As you may have seen in recent headlines, certain countries such as China, Russia and Saudi Arabia, have been the focus of targeted US sanctions. These sanctions have resulted in individuals and entities from these countries being newly deemed as “Specially Designated Nationals”, meaning that U.S. persons are generally prohibited from dealing with them.
These recent developments, and the potential for further congressional and/or executive action in areas of US sanctions and Export Control reforms, should serve as a reminder to us all that the University’s long-term ability to engage broadly and openly with potential donors, scholars and collaborators here and around the world depends upon our awareness and consideration of these regulatory issues. While these regulations apply directly to University activities, they also apply to individuals’ outside activities (e.g., serving on an advisory committee or consulting) and federal funding agencies expect compliance with these matters in both university and outside relationships.
To that end, I write to encourage your administrators and faculty to conduct appropriate diligence on individuals and organizations with whom they are engaging, both on campus and abroad. The University has specific resources to support these screening and diligence efforts, which are listed below:
For potential donors: David W. Cashman, Senior Director, International Advancement (email@example.com; 773-702-5113)
For potential research collaborations or sponsors: Stefan Jellicoe, Export Control Compliance Officer, University Research Administration (firstname.lastname@example.org; 773-702-3793)
All other relationships: Katie Hrinyak, Executive Director, Operations and Strategy (email@example.com; 773-834-1559)
Similarly, if your faculty or staff are contemplating any research or transactional activity within or involving an OFAC-sanctioned country (as described below), please contact Stefan Jellicoe, J.D., Export Control Compliance Officer and Smita Singh, Assistant General Counsel (firstname.lastname@example.org; 773-702-7239) for assistance before proceeding.
Additional background information on US Sanctions Programs and Specially Designated Nationals is below. If your unit would like to receive further information and/or trainings on these topics and related obligations, please contact Stefan Jellicoe.

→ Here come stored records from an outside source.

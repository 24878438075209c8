//! Decision workflow state machine.
//!
//! The workflow owns the application state and advances it through
//! [`Workflow::handle`]: each event mutates the state and returns the side
//! effects (persistence, gateway calls) the caller must carry out. No I/O or
//! rendering happens here, which keeps every transition testable on its own.

use crate::error::WorkflowError;
use crate::model::{DecisionRecord, Principle, Reflection};
use crate::principles::PrincipleBook;
use log::{debug, info, warn};

/// Active screen in the decision flow.
#[derive(Debug, Clone, Copy, PartialEq, Eq)]
pub enum Screen {
    /// First-run principle setup.
    Onboarding,
    /// Home screen.
    Dashboard,
    /// Principle add/edit/delete manager.
    Principles,
    /// Situation description input.
    Situation,
    /// Reflection question answering.
    Reflection,
    /// Synthesized advice for the just-archived decision.
    Advice,
    /// Decision history list.
    History,
    /// Single decision record, by history index.
    HistoryDetail(usize),
}

/// Validation state of the stored API credential.
#[derive(Debug, Clone, Copy, PartialEq, Eq, Default)]
pub enum CredentialStatus {
    /// No credential entered yet.
    #[default]
    Missing,
    /// A probe request is outstanding.
    Testing,
    /// The credential passed its probe (or was loaded from the store).
    Valid,
    /// The credential failed its probe; the user must resubmit.
    Invalid,
}

/// Events fed into the workflow by the view layer or by completed
/// gateway calls.
#[derive(Debug, Clone)]
pub enum WorkflowEvent {
    /// Onboarding finished with the (possibly edited) starter set.
    FinishOnboarding(Vec<Principle>),
    /// Open the principle manager.
    OpenPrinciples,
    /// Commit edited principles from the manager.
    SavePrinciples(Vec<Principle>),
    /// Leave the principle manager, discarding uncommitted edits.
    ClosePrinciples,
    /// Begin a new decision from the dashboard.
    StartDecision,
    /// Submit the situation description for analysis.
    SubmitSituation(String),
    /// Analysis finished with the matched reflections.
    AnalysisCompleted(Vec<Reflection>),
    /// Analysis failed with a user-facing message.
    AnalysisFailed(String),
    /// Record the answer for one reflection.
    AnswerReflection { index: usize, answer: String },
    /// Submit all answers for synthesis.
    SubmitReflections,
    /// Synthesis finished with the advice text.
    SynthesisCompleted(String),
    /// Synthesis failed with a user-facing message.
    SynthesisFailed(String),
    /// Leave the advice screen.
    AcknowledgeAdvice,
    /// Abandon the in-progress decision.
    CancelDecision,
    /// Open the history list.
    OpenHistory,
    /// Open one record from the history list.
    OpenHistoryDetail(usize),
    /// Back from a record to the list.
    CloseHistoryDetail,
    /// Back from the list to the dashboard.
    CloseHistory,
    /// Delete the record currently shown in detail.
    DeleteRecord,
    /// A credential was entered in the credential overlay.
    CredentialSubmitted(String),
    /// The credential probe finished.
    CredentialValidated { secret: String, valid: bool },
}

/// Side effects requested by a transition, to be carried out by the caller.
#[derive(Debug, Clone, PartialEq)]
pub enum Effect {
    /// Persist the current principle set.
    PersistPrinciples,
    /// Persist the current decision history.
    PersistDecisions,
    /// Persist a freshly validated credential.
    PersistCredential(String),
    /// Run the relevance analysis gateway call.
    Analyze {
        situation: String,
        principles: Vec<Principle>,
    },
    /// Run the advice synthesis gateway call.
    Synthesize {
        situation: String,
        reflections: Vec<Reflection>,
    },
    /// Probe a candidate credential against the gateway.
    ValidateCredential(String),
    /// Ask the view to collect a credential from the user.
    PromptCredential,
}

/// In-progress decision being assembled across screens.
#[derive(Debug, Clone, Default, PartialEq)]
pub struct Draft {
    /// The dilemma as the user described it.
    pub situation: String,
    /// Reflections returned by analysis, answered in place.
    pub reflections: Vec<Reflection>,
}

/// Application state plus the transition rules between screens.
#[derive(Debug, Clone)]
pub struct Workflow {
    screen: Screen,
    principles: PrincipleBook,
    history: Vec<DecisionRecord>,
    credential: CredentialStatus,
    draft: Option<Draft>,
    busy: bool,
    last_error: Option<String>,
}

US Sanctions Programs: The Department of Treasury’s Office of Foreign Asset Control (OFAC) administers US sanctions programs which involve the blocking of assets and trade restrictions to accomplish foreign policy and national security goals. These US sanctions programs vary in scope;
some are broad-based and geographically oriented (i.e. Cuba, Iran) while others are “targeted” towards certain policy goals (e.g., counter-terrorism, human rights violations, election interference, counter-narcotics) and focus on specific individuals and entities. OFAC maintains a list of these sanction programs here.
Specially Designated Nationals: OFAC maintains a list of individuals and entities that are the target of a US sanction program (known as the “Specially Designated Nationals and Blocked Persons list” or “SDN List”), which includes approximately 6,400 names of individuals and organizations, including foreign universities, who are connected with the sanctions targets. U.S. persons are prohibited from dealing with SDNs wherever they are located and all SDN assets are blocked. Importantly, entities that are 50% owned (directly or indirectly) by an individual on the SDN List are also blocked, regardless of whether that entity is separately named on the SDN List. The University utilizes a tool called “Visual Compliance” to screen named individuals and companies against the SDN and similar lists. The following administrative units have access to this tool: ARD, Global, URA, and Procurement and Shared Services within central F&A.
Penalties for Non-Compliance: Penalties for violating US sanctions apply to individuals and corporations and vary depending on the underlying sanctions program. For example, violations can result in criminal penalties of up to $1 million per violation for corporations and $250,000 or up to twenty years in prison (or both) per violation for individuals. Civil penalty maximums can range from approximately $78,000 to over $1 million per violation.